» **The input**:
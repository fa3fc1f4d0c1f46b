use async_trait::async_trait;
use thiserror::Error;
use time::OffsetDateTime;
use uuid::Uuid;

use crate::auth::repo_types::{NewUser, User, UserFilter};
use crate::errors::IdentityField;

#[derive(Debug, Error)]
pub enum RepoError {
    /// A unique key already exists; nothing was written.
    #[error("{0} already exists")]
    Conflict(IdentityField),
    /// Connection, pool or timeout failure.
    #[error("store unavailable: {0}")]
    Unavailable(String),
    #[error("store error: {0}")]
    Backend(String),
}

pub type RepoResult<T> = Result<T, RepoError>;

/// Persistence for user records.
#[async_trait]
pub trait UserRepo: Send + Sync {
    async fn find_by_id(&self, id: Uuid) -> RepoResult<Option<User>>;
    async fn find_by_username(&self, username: &str) -> RepoResult<Option<User>>;
    async fn find_by_email(&self, email: &str) -> RepoResult<Option<User>>;
    /// Insert atomically; fails with `Conflict` if username or email is taken.
    async fn insert_unique(&self, user: NewUser) -> RepoResult<User>;
    /// Newest first.
    async fn list(&self, filter: &UserFilter) -> RepoResult<Vec<User>>;
    /// `None` when no record has this id.
    async fn update_password(
        &self,
        id: Uuid,
        password_hash: &str,
        updated_at: OffsetDateTime,
    ) -> RepoResult<Option<User>>;
    async fn set_active(
        &self,
        id: Uuid,
        active: bool,
        updated_at: OffsetDateTime,
    ) -> RepoResult<Option<User>>;
}
use apb_logger::{LevelFilter, Logger};
use std::fs;
use std::time::Duration;
use tempfile::tempdir;

#[test]
fn json_file_logging_writes_records() -> Result<(), Box<dyn std::error::Error>> {
    let tmp_dir = tempdir()?;
    let log_dir = tmp_dir.path().join("logs");

    let logger = Logger::builder()
        .name("catalog-file-logging")
        .console(false)
        .level(LevelFilter::INFO)
        .path(&log_dir)
        .json(true)
        .init()?;

    assert!(logger.guard().is_some(), "file logging should hold a worker guard");
    tracing::info!(experience = "cascada-escondida", "detail rendered");

    std::thread::sleep(Duration::from_millis(30));
    drop(logger);

    let log_file = fs::read_dir(&log_dir)?
        .flatten()
        .map(|entry| entry.path())
        .find(|path| path.extension().and_then(|ext| ext.to_str()) == Some("log"))
        .expect("log file should be created");

    let contents = fs::read_to_string(&log_file)?;
    let first = contents.lines().next().expect("at least one record");
    assert!(first.starts_with('{'), "records should be JSON: {first}");
    assert!(first.contains("cascada-escondida"));

    Ok(())
}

» **Task to carry out**:
Search the material for the string "cascada" and show every line that has it.

» **Written solution**:
    tracing::info!(experience = "cascada-escondida", "detail rendered");
    assert!(first.contains("cascada-escondida"));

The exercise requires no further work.